From experimental data it can be shown that:
1. There is a gravitational pull between all bodies with mass. They attract each other.
2. Bodies with large masses have large pull. So big planets have high gravity.
3. The further they are from each other the smaller the gravitational pull between them.
4. Results show that at twice the distance the gravitational pull between the bodies is ¼. At 3 times the distance, the pull is one ninth. This is called an 'INVERSE SQUARE' law.
Gravity attraction image courtesy of science-resources.co.uk
The Moon is smaller than the Earth, so its gravitational pull is less than the Earth's. A person on the Moon can lift 5 times as much more weight as on Earth. The same weight will crush him on Jupiter.
Gravity canon image courtesy of science-resources.co.uk
If an object is fired at 8Km/s, 25 times the speed of sound, then it would still fall towards Earth, but it would stay the same height above the earth's surface, because of the curving of the Earth. This then becomes a satellite, in orbit around the Earth.
Satellite orbits image courtesy of science-resources.co.uk
In order to stay in orbit at a certain altitude (height) , the satellite must maintain the right speed to balance the pull of gravity. Lower the altitude of the satellite faster it would have to travel to stay up. Those satellites which are high in the orbit travel at slower speeds, but take longer to complete 1 orbit of the Earth.

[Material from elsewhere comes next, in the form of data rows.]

//! Error handling for the resume ranker

use thiserror::Error;

#[derive(Error, Debug)]
pub enum ResumeRankerError {
    #[error("IO error: {0}")]
    Io(#[from] std::io::Error),

    #[error("PDF extraction error: {0}")]
    PdfExtraction(String),

    #[error("DOCX extraction error: {0}")]
    DocxExtraction(String),

    #[error("Text decoding error: {0}")]
    TextDecoding(String),

    #[error("Embedding error: {0}")]
    Embedding(String),

    #[error("Model loading error: {0}")]
    ModelLoading(String),

    #[error("Entity tagging error: {0}")]
    Tagging(String),

    #[error("Ranking error: {0}")]
    Ranking(String),

    #[error("Configuration error: {0}")]
    Configuration(String),

    #[error("File format not supported: {0}")]
    UnsupportedFormat(String),

    #[error("Serialization error: {0}")]
    Serialization(#[from] serde_json::Error),

    #[error("Invalid input: {0}")]
    InvalidInput(String),

    #[error("Output formatting error: {0}")]
    OutputFormatting(String),
}

pub type Result<T> = std::result::Result<T, ResumeRankerError>;

/// Convert anyhow errors (surfaced by the embedding model crate) to our error type
impl From<anyhow::Error> for ResumeRankerError {
    fn from(err: anyhow::Error) -> Self {
        ResumeRankerError::Embedding(err.to_string())
    }
}
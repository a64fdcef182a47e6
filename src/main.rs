//! Resume ranker: rank resumes against a job description

mod cli;
mod config;
mod error;
mod extraction;
mod input;
mod output;
mod processing;

use clap::Parser;
use cli::{Cli, Commands, ConfigAction};
use config::Config;
use error::{ResumeRankerError, Result};
use indicatif::ProgressBar;
use input::manager::Document;
use log::{error, info};
use output::formatter::{ConsoleFormatter, JsonFormatter, RankingReport};
use processing::pipeline::RankingEngine;
use std::path::PathBuf;
use std::process;

#[tokio::main]
async fn main() {
    let cli = Cli::parse();

    let log_level = if cli.verbose { "debug" } else { "info" };
    env_logger::Builder::from_env(env_logger::Env::default().default_filter_or(log_level)).init();

    let config = match Config::load() {
        Ok(config) => config,
        Err(e) => {
            error!("Failed to load configuration: {}", e);
            process::exit(1);
        }
    };

    if let Err(e) = run_command(cli.command, config).await {
        error!("Command failed: {}", e);
        process::exit(1);
    }
}

async fn run_command(command: Commands, config: Config) -> Result<()> {
    match command {
        Commands::Rank {
            job,
            resumes,
            output,
            detailed,
        } => {
            let output_format = cli::parse_output_format(&output).map_err(ResumeRankerError::InvalidInput)?;

            println!("🚀 Resume ranking");
            println!("💼 Job description: {}", job.display());
            println!("📄 Resumes: {}", resumes.len());

            // Upstream validation: the core pipeline assumes a non-empty job
            // description, at least one document, and per-file size limits.
            let job_description = tokio::fs::read_to_string(&job).await?;
            if job_description.trim().is_empty() {
                return Err(ResumeRankerError::InvalidInput(
                    "Job description cannot be empty".to_string(),
                ));
            }

            if resumes.is_empty() {
                return Err(ResumeRankerError::InvalidInput(
                    "No resumes provided. Please supply at least one resume file".to_string(),
                ));
            }

            let documents = load_documents(&resumes, config.processing.max_file_size_bytes).await?;

            info!("Initializing ranking engine");
            let engine = RankingEngine::from_config(&config).await?;

            let outcome = engine.rank_documents(&job_description, &documents)?;

            let job_name = job.to_string_lossy().to_string();
            let report = RankingReport::from_outcome(&outcome, &job_name);

            let rendered = match output_format {
                config::OutputFormat::Console => {
                    ConsoleFormatter::new(config.output.color_output, detailed || config.output.detailed)
                        .format_report(&report)?
                }
                config::OutputFormat::Json => JsonFormatter::new(true).format_report(&report)?,
            };
            println!("{}", rendered);

            Ok(())
        }

        Commands::Config { action } => match action.unwrap_or(ConfigAction::Show) {
            ConfigAction::Show => {
                let content = toml::to_string_pretty(&config)
                    .map_err(|e| ResumeRankerError::Configuration(format!("Failed to serialize config: {}", e)))?;
                println!("{}", content);
                Ok(())
            }
            ConfigAction::Reset => {
                Config::reset()?;
                println!("Configuration reset to defaults");
                Ok(())
            }
        },
    }
}

async fn load_documents(paths: &[PathBuf], max_file_size_bytes: u64) -> Result<Vec<Document>> {
    // Reject oversized files up front, before any extraction work starts.
    for path in paths {
        let metadata = tokio::fs::metadata(path).await?;
        if metadata.len() > max_file_size_bytes {
            return Err(ResumeRankerError::InvalidInput(format!(
                "File {} is too large. Max allowed size is {} MB",
                path.display(),
                max_file_size_bytes / (1024 * 1024)
            )));
        }
    }

    let progress = ProgressBar::new(paths.len() as u64);
    let mut documents = Vec::with_capacity(paths.len());

    for path in paths {
        let raw_bytes = tokio::fs::read(path).await?;
        let filename = path
            .file_name()
            .map(|name| name.to_string_lossy().to_string())
            .unwrap_or_else(|| path.to_string_lossy().to_string());

        documents.push(Document::new(filename, raw_bytes));
        progress.inc(1);
    }
    progress.finish_and_clear();

    Ok(documents)
}
//! Ranking engine joining ingestion, extraction, scoring, and ranking

use crate::config::Config;
use crate::error::Result;
use crate::extraction::domain::DomainClassifier;
use crate::extraction::skills::SkillExtractor;
use crate::extraction::tagger::{EntityTagger, LexiconTagger};
use crate::extraction::vocabulary::SkillVocabulary;
use crate::input::manager::{Document, DocumentIngestor};
use crate::processing::embeddings::{EmbeddingEngine, SimilarityScorer, TextEncoder};
use crate::processing::ranker::{CandidateRecord, DomainGatedRanker, RankedCandidate};
use log::{debug, info};
use serde::{Deserialize, Serialize};
use std::collections::BTreeSet;
use std::sync::Arc;

/// Result of one ranking request: candidates ordered by ascending rank, plus
/// the skills required by the job description itself (never domain-gated).
#[derive(Debug, Clone, Serialize, Deserialize)]
pub struct RankingOutcome {
    pub ranked: Vec<RankedCandidate>,
    pub required_skills: BTreeSet<String>,
}

/// The single join point of the pipeline. Owns the shared model handles;
/// construct once at process start and reuse across requests. All request
/// handling goes through `&self` so concurrent callers only ever read.
pub struct RankingEngine {
    ingestor: DocumentIngestor,
    skill_extractor: SkillExtractor,
    domain_classifier: DomainClassifier,
    scorer: SimilarityScorer,
    ranker: DomainGatedRanker,
}

impl RankingEngine {
    /// Load the embedding model and build the lexicon tagger from
    /// configuration. Model-weight loading is the expensive step; it happens
    /// exactly once here.
    pub async fn from_config(config: &Config) -> Result<Self> {
        let encoder: Arc<dyn TextEncoder> = Arc::new(EmbeddingEngine::from_config(config).await?);
        let tagger: Arc<dyn EntityTagger> = Arc::new(LexiconTagger::new(&config.vocabulary.lexicon)?);
        let vocabulary = SkillVocabulary::new(config.vocabulary.skills.iter().cloned());

        Ok(Self::with_components(
            encoder,
            tagger,
            vocabulary,
            config.scoring.unmatched_domain_floor,
        ))
    }

    /// Assemble an engine from injected components. This is the substitution
    /// seam: tests pass deterministic encoders and minimal vocabularies.
    pub fn with_components(
        encoder: Arc<dyn TextEncoder>,
        tagger: Arc<dyn EntityTagger>,
        vocabulary: SkillVocabulary,
        unmatched_floor: f32,
    ) -> Self {
        Self {
            ingestor: DocumentIngestor::new(),
            skill_extractor: SkillExtractor::new(vocabulary, Arc::clone(&tagger)),
            domain_classifier: DomainClassifier::new(tagger),
            scorer: SimilarityScorer::new(encoder),
            ranker: DomainGatedRanker::new(unmatched_floor),
        }
    }

    /// Process one ranking request. Per-document failures degrade to empty
    /// text and stay isolated; encoder failures abort the whole request.
    pub fn rank_documents(
        &self,
        job_description: &str,
        documents: &[Document],
    ) -> Result<RankingOutcome> {
        info!("Ranking {} documents against job description", documents.len());

        let required_skills = self.skill_extractor.extract_skills(job_description)?;
        let query_domain = self.domain_classifier.classify_domain(job_description)?;
        debug!(
            "Query: {} required skills, {} domain entities",
            required_skills.len(),
            query_domain.job_titles.len() + query_domain.education.len()
        );

        let mut candidate_texts = Vec::with_capacity(documents.len());
        let mut records = Vec::with_capacity(documents.len());

        for document in documents {
            let outcome = self.ingestor.ingest(document);
            let text = outcome.text().to_string();

            let skills = self.skill_extractor.extract_skills(&text)?;
            let domain_profile = self.domain_classifier.classify_domain(&text)?;
            debug!(
                "{}: {} chars extracted, {} skills",
                document.filename,
                text.len(),
                skills.len()
            );

            records.push(CandidateRecord {
                filename: document.filename.clone(),
                extracted_text: text.clone(),
                extraction_failure: outcome.failure().map(|r| r.to_string()),
                skills,
                domain_profile,
            });
            candidate_texts.push(text);
        }

        let similarities = self.scorer.score(job_description, &candidate_texts)?;
        let ranked = self.ranker.rank(&query_domain, records, &similarities)?;

        Ok(RankingOutcome {
            ranked,
            required_skills,
        })
    }
}
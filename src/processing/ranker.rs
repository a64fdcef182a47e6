//! Domain-gated ranking of scored candidates

use crate::error::{Result, ResumeRankerError};
use crate::extraction::domain::DomainProfile;
use serde::{Deserialize, Serialize};
use std::collections::BTreeSet;

/// A candidate with its per-document features, ready to be joined with its
/// similarity score.
#[derive(Debug, Clone, PartialEq, Serialize, Deserialize)]
pub struct CandidateRecord {
    pub filename: String,
    pub extracted_text: String,
    pub extraction_failure: Option<String>,
    pub skills: BTreeSet<String>,
    pub domain_profile: DomainProfile,
}

/// Final ranking entry. `rank` is derived from sorted position, never set
/// directly.
#[derive(Debug, Clone, PartialEq, Serialize, Deserialize)]
pub struct RankedCandidate {
    pub rank: usize,
    pub filename: String,
    pub final_score: f32,
    pub extracted_text: String,
    pub extraction_failure: Option<String>,
    pub skills: BTreeSet<String>,
    pub domain_profile: DomainProfile,
}

/// Merges similarity scores with domain-profile overlap. Semantic similarity
/// alone can rank an unrelated-but-buzzword-compatible resume highly; the
/// domain gate trusts coarse entity overlap over embedding similarity
/// whenever the two disagree.
pub struct DomainGatedRanker {
    unmatched_floor: f32,
}

impl DomainGatedRanker {
    pub fn new(unmatched_floor: f32) -> Self {
        Self { unmatched_floor }
    }

    /// Candidates whose domain profile shares no job title and no education
    /// entry with the query's are floored to a fixed near-zero score (never
    /// literally zero, so sorting stays well-defined). Sorting is stable:
    /// ties keep their input order. Ranks are contiguous and 1-based.
    pub fn rank(
        &self,
        query_domain: &DomainProfile,
        candidates: Vec<CandidateRecord>,
        similarities: &[f32],
    ) -> Result<Vec<RankedCandidate>> {
        if candidates.len() != similarities.len() {
            return Err(ResumeRankerError::Ranking(format!(
                "{} candidates but {} similarity scores",
                candidates.len(),
                similarities.len()
            )));
        }

        let mut scored: Vec<(f32, CandidateRecord)> = candidates
            .into_iter()
            .zip(similarities.iter())
            .map(|(candidate, &similarity)| {
                let final_score = if candidate.domain_profile.overlaps(query_domain) {
                    similarity.clamp(0.0, 1.0)
                } else {
                    self.unmatched_floor
                };
                (final_score, candidate)
            })
            .collect();

        // slice::sort_by is a stable sort; total_cmp keeps the comparison total.
        scored.sort_by(|a, b| b.0.total_cmp(&a.0));

        Ok(scored
            .into_iter()
            .enumerate()
            .map(|(position, (final_score, candidate))| RankedCandidate {
                rank: position + 1,
                filename: candidate.filename,
                final_score,
                extracted_text: candidate.extracted_text,
                extraction_failure: candidate.extraction_failure,
                skills: candidate.skills,
                domain_profile: candidate.domain_profile,
            })
            .collect())
    }
}

#[cfg(test)]
mod tests {
    use super::*;

    fn profile(job_titles: &[&str]) -> DomainProfile {
        DomainProfile {
            job_titles: job_titles.iter().map(|s| s.to_string()).collect(),
            education: BTreeSet::new(),
        }
    }

    fn candidate(filename: &str, job_titles: &[&str]) -> CandidateRecord {
        CandidateRecord {
            filename: filename.to_string(),
            extracted_text: String::new(),
            extraction_failure: None,
            skills: BTreeSet::new(),
            domain_profile: profile(job_titles),
        }
    }

    #[test]
    fn test_unmatched_candidates_get_exact_floor() {
        let ranker = DomainGatedRanker::new(0.01);
        let query = profile(&["Amazon"]);
        let candidates = vec![candidate("a.pdf", &["Google"])];

        let ranked = ranker.rank(&query, candidates, &[0.95]).unwrap();
        assert_eq!(ranked[0].final_score, 0.01);
    }

    #[test]
    fn test_matched_candidates_keep_similarity() {
        let ranker = DomainGatedRanker::new(0.01);
        let query = profile(&["Amazon"]);
        let candidates = vec![candidate("a.pdf", &["Amazon"])];

        let ranked = ranker.rank(&query, candidates, &[0.62]).unwrap();
        assert_eq!(ranked[0].final_score, 0.62);
    }

    #[test]
    fn test_scores_clamp_into_unit_interval() {
        let ranker = DomainGatedRanker::new(0.01);
        let query = profile(&["Amazon"]);
        let candidates = vec![
            candidate("high.pdf", &["Amazon"]),
            candidate("low.pdf", &["Amazon"]),
        ];

        let ranked = ranker.rank(&query, candidates, &[1.0000002, -0.3]).unwrap();
        assert_eq!(ranked[0].final_score, 1.0);
        assert_eq!(ranked[1].final_score, 0.0);
    }

    #[test]
    fn test_ranks_are_contiguous_and_score_ordered() {
        let ranker = DomainGatedRanker::new(0.01);
        let query = profile(&["Amazon"]);
        let candidates = vec![
            candidate("c.pdf", &["Amazon"]),
            candidate("a.pdf", &["Amazon"]),
            candidate("b.pdf", &[]),
        ];

        let ranked = ranker.rank(&query, candidates, &[0.40, 0.90, 0.99]).unwrap();

        let ranks: Vec<usize> = ranked.iter().map(|r| r.rank).collect();
        assert_eq!(ranks, vec![1, 2, 3]);
        assert_eq!(ranked[0].filename, "a.pdf");
        assert_eq!(ranked[1].filename, "c.pdf");
        assert_eq!(ranked[2].filename, "b.pdf");
        assert!(ranked.windows(2).all(|w| w[0].final_score >= w[1].final_score));
    }

    #[test]
    fn test_ties_keep_input_order() {
        let ranker = DomainGatedRanker::new(0.01);
        let query = profile(&[]);
        // No candidate can match an empty query profile: all tie at the floor.
        let candidates = vec![
            candidate("first.pdf", &["Amazon"]),
            candidate("second.pdf", &["Google"]),
            candidate("third.pdf", &[]),
        ];

        let ranked = ranker.rank(&query, candidates, &[0.1, 0.9, 0.5]).unwrap();

        assert_eq!(ranked[0].filename, "first.pdf");
        assert_eq!(ranked[1].filename, "second.pdf");
        assert_eq!(ranked[2].filename, "third.pdf");
    }

    #[test]
    fn test_length_mismatch_is_error() {
        let ranker = DomainGatedRanker::new(0.01);
        let result = ranker.rank(&profile(&[]), vec![candidate("a.pdf", &[])], &[]);
        assert!(matches!(result, Err(ResumeRankerError::Ranking(_))));
    }

    #[test]
    fn test_empty_batch_ranks_empty() {
        let ranker = DomainGatedRanker::new(0.01);
        let ranked = ranker.rank(&profile(&[]), Vec::new(), &[]).unwrap();
        assert!(ranked.is_empty());
    }

    #[test]
    fn test_education_overlap_opens_the_gate() {
        let ranker = DomainGatedRanker::new(0.01);
        let query = DomainProfile {
            job_titles: BTreeSet::new(),
            education: ["BSc Computer Science".to_string()].into_iter().collect(),
        };
        let mut record = candidate("a.pdf", &[]);
        record.domain_profile.education.insert("BSc Computer Science".to_string());

        let ranked = ranker.rank(&query, vec![record], &[0.8]).unwrap();
        assert_eq!(ranked[0].final_score, 0.8);
    }
}
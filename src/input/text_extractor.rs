//! Text extraction from various document formats
//!
//! Extractors operate on raw in-memory bytes: the pipeline receives document
//! blobs from its caller, never paths. File reading belongs to the CLI layer.

use crate::error::{Result, ResumeRankerError};
use quick_xml::events::Event;
use quick_xml::Reader;
use std::io::Read;

pub trait TextExtractor {
    fn extract(&self, bytes: &[u8]) -> Result<String>;
}

pub struct PdfExtractor;

impl TextExtractor for PdfExtractor {
    fn extract(&self, bytes: &[u8]) -> Result<String> {
        // pdf-extract concatenates per-page text in page order.
        let text = pdf_extract::extract_text_from_mem(bytes).map_err(|e| {
            ResumeRankerError::PdfExtraction(format!("Failed to extract text from PDF: {}", e))
        })?;
        Ok(text)
    }
}

pub struct DocxExtractor;

impl TextExtractor for DocxExtractor {
    fn extract(&self, bytes: &[u8]) -> Result<String> {
        let cursor = std::io::Cursor::new(bytes);
        let mut archive = zip::ZipArchive::new(cursor).map_err(|e| {
            ResumeRankerError::DocxExtraction(format!("Not a DOCX archive: {}", e))
        })?;

        let mut xml = String::new();
        archive
            .by_name("word/document.xml")
            .map_err(|e| ResumeRankerError::DocxExtraction(format!("Missing document part: {}", e)))?
            .read_to_string(&mut xml)
            .map_err(|e| ResumeRankerError::DocxExtraction(format!("Unreadable document part: {}", e)))?;

        Self::paragraphs_from_xml(&xml)
    }
}

impl DocxExtractor {
    /// Walk `word/document.xml`, concatenating `<w:t>` runs and joining
    /// paragraphs with newlines in document order.
    fn paragraphs_from_xml(xml: &str) -> Result<String> {
        let mut reader = Reader::from_str(xml);
        let mut paragraphs: Vec<String> = Vec::new();
        let mut current = String::new();
        let mut in_text_run = false;

        loop {
            match reader.read_event() {
                Ok(Event::Start(e)) if e.name().as_ref() == b"w:t" => in_text_run = true,
                Ok(Event::End(e)) => match e.name().as_ref() {
                    b"w:t" => in_text_run = false,
                    b"w:p" => paragraphs.push(std::mem::take(&mut current)),
                    _ => {}
                },
                Ok(Event::Text(t)) if in_text_run => {
                    let run = t.unescape().map_err(|e| {
                        ResumeRankerError::DocxExtraction(format!("Malformed text run: {}", e))
                    })?;
                    current.push_str(&run);
                }
                Ok(Event::Eof) => break,
                Err(e) => {
                    return Err(ResumeRankerError::DocxExtraction(format!(
                        "Malformed document XML: {}",
                        e
                    )))
                }
                _ => {}
            }
        }

        if !current.is_empty() {
            paragraphs.push(current);
        }

        Ok(paragraphs.join("\n"))
    }
}

pub struct PlainTextExtractor;

impl TextExtractor for PlainTextExtractor {
    fn extract(&self, bytes: &[u8]) -> Result<String> {
        String::from_utf8(bytes.to_vec())
            .map_err(|e| ResumeRankerError::TextDecoding(format!("Invalid UTF-8: {}", e)))
    }
}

Although satellites travel very fast, some of them seem to be standing in one place, when viewed from the ground! This happens when a satellite is put into an orbit at just the right altitude (36,000 Km above equator) and speed so that it takes 24 hours to circle round the Earth once. This is the same time as the Earth, hence the satellite appears to float over one point. These type of satellites are known to have a geo-stationary or synchronous orbit.